CIPD: European court restores status quo on collective consultation @cipdlondon @cmi_managers #HR #Law

CIPD CIPD: Establishment’ defined as unit to which employees are assigned. The Court of Justice of the European Union (CJEU) has delivered its long-awaited opinion in the ‘Woolworths’ case. Under the Trade Union and Labour Relations (Consolidation) Act 1992 (TULRCA), which derives from the European collective redundancies directive, employers must collectively consult where they propose to dismiss as redundant 20 or more employees at a one establishment. If an employer fails to do this, each employee may be entitled to a tribunal protective award (compensation) of up to 90 days’ gross pay.

Consultation must begin “in good time” under the rules although certain minimum time periods apply depending on the number of redundancies proposed. Where 100 or more redundancies are proposed, consultation must begin at least 45 days before the first dismissal takes effect. For fewer than 100 redundancies, the minimum period is 30 days.

The limitation on numbers at one establishment has meant that often collective consultation requirements have not been triggered where, for example, a business had a chain of shops and fewer than 20 employees were made redundant in each individual shop.

In the case USDAW and Wilson v WW Realisation 1 and Ethel Austin, the retailer WW Realisation, trading as ‘Woolworths’, went into administration and made multiple redundancies without consulting the employees concerned. An employment tribunal made protective awards for the employees but excluded those made redundant in shops where fewer than 20 workers were dismissed. The excluded employees appealed.

On appeal, the Employment Appeal Tribunal ruled that TULRCA was inconsistent with the directive and the limitation of ‘at one establishment’ should be disregarded when carrying out consultations. This meant that when considering collective consultation requirements, the whole business needed to be looked at, not just the individual locations where the employees were based. The consequence of this decision was a protective award to thousands of redundant employees.

Unsurprisingly, the liquidators for the Woolworths and Ethel Austin retail chains, with intervention from the UK government, appealed this decision to the Court of Appeal which referred the ‘establishment’ question to the European court.

In February, the European Advocate General (AG) gave an opinion on the matter. This stated that an ‘establishment’, for the purposes of working out if collective consultation requirements are triggered, is the unit to which the redundant employees were assigned to carry out their duties. He went on to say that this was a matter for national courts to decide, based on the facts in each case.
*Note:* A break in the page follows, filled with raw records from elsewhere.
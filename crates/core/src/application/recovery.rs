// Orphan recovery: jobs left ACTIVE by a crashed or timed-out worker

use crate::application::queue::Queue;
use crate::error::Result;
use crate::port::job_store::StaleRelease;
use std::sync::Arc;
use std::time::Duration;
use tracing::{error, info};

/// Returns stale ACTIVE jobs to their queue
///
/// A job is stale once it has been ACTIVE for longer than `stale_after`.
/// Jobs with attempts left go back to WAITING (keeping `attempts_made`),
/// the rest are marked FAILED.
#[derive(Clone)]
pub struct RecoveryService {
    queues: Vec<Arc<Queue>>,
    stale_after: Duration,
}

impl RecoveryService {
    pub fn new(queues: Vec<Arc<Queue>>, stale_after: Duration) -> Self {
        Self {
            queues,
            stale_after,
        }
    }

    pub fn stale_after(&self) -> Duration {
        self.stale_after
    }

    /// Reclaim orphans on every queue
    ///
    /// A failing queue is logged and skipped; the first error is returned
    /// after all queues were attempted.
    pub async fn recover_orphaned_jobs(&self) -> Result<StaleRelease> {
        let mut total = StaleRelease::default();
        let mut first_error = None;

        for queue in &self.queues {
            match queue.release_stale(self.stale_after).await {
                Ok(release) => {
                    total.requeued += release.requeued;
                    total.failed += release.failed;
                }
                Err(e) => {
                    error!(queue = %queue.kind(), error = %e, "Orphan recovery failed");
                    first_error.get_or_insert(e);
                }
            }
        }

        if let Some(e) = first_error {
            return Err(e);
        }

        info!(
            requeued = total.requeued,
            failed = total.failed,
            stale_after_secs = self.stale_after.as_secs(),
            "Orphaned job recovery complete"
        );
        Ok(total)
    }
}
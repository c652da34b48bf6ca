// Domain Layer - Pure business logic and entities

pub mod cadence;
pub mod error;
pub mod job;
pub mod queue;

// Re-exports
pub use cadence::Cadence;
pub use error::DomainError;
pub use job::{Backoff, Job, JobId, JobOutcome, JobPayload, JobStatus, Priority};
pub use queue::{QueueConfig, QueueKind, RetentionPolicy, RetryPolicy, TerminalRetention};
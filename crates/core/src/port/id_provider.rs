// ID Provider Port (for deterministic testing)

/// ID provider interface (allows deterministic IDs in tests)
pub trait IdProvider: Send + Sync {
    /// Generate a new unique job ID
    fn generate_id(&self) -> String;
}

/// UUID v4 provider (production)
pub struct UuidProvider;

impl IdProvider for UuidProvider {
    fn generate_id(&self) -> String {
        uuid::Uuid::new_v4().to_string()
    }
}

pub mod mocks {
    use super::*;
    use std::sync::atomic::{AtomicU64, Ordering};

    /// Sequential IDs with a fixed prefix (`job-1`, `job-2`, ...)
    pub struct SequentialIdProvider {
        prefix: String,
        next: AtomicU64,
    }

    impl SequentialIdProvider {
        pub fn new(prefix: impl Into<String>) -> Self {
            Self {
                prefix: prefix.into(),
                next: AtomicU64::new(1),
            }
        }
    }

    impl IdProvider for SequentialIdProvider {
        fn generate_id(&self) -> String {
            format!("{}-{}", self.prefix, self.next.fetch_add(1, Ordering::SeqCst))
        }
    }
}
However, the AG did not rule out the possibility that, on the facts, several shops within one shopping centre could still be viewed as a single unit.

The Court of Justice of the European Union has now confirmed that it is in agreement with the AG. For the purposes of determining whether collective consultation requirements are triggered, an ‘establishment’ is the entity to which the workers made redundant are assigned to carry out their duties. In this particular case, if each store is considered a separate establishment, and fewer than 20 redundancies were made at each store, then the collective consultation requirements will not be triggered for the employees who worked in those stores.

This takes the law back to the pre-Woolworths position. However, what is or is not an ‘establishment’ will depend on the facts in each case, and matters such as whether or not a store is a distinct entity, and has permanence and stability, will be relevant as will whether or not the employees were assigned to work in one particular store rather than across the entire business.

While the decision will undoubtedly be welcome by employers, collective consultation still remains one of the trickier areas of the law.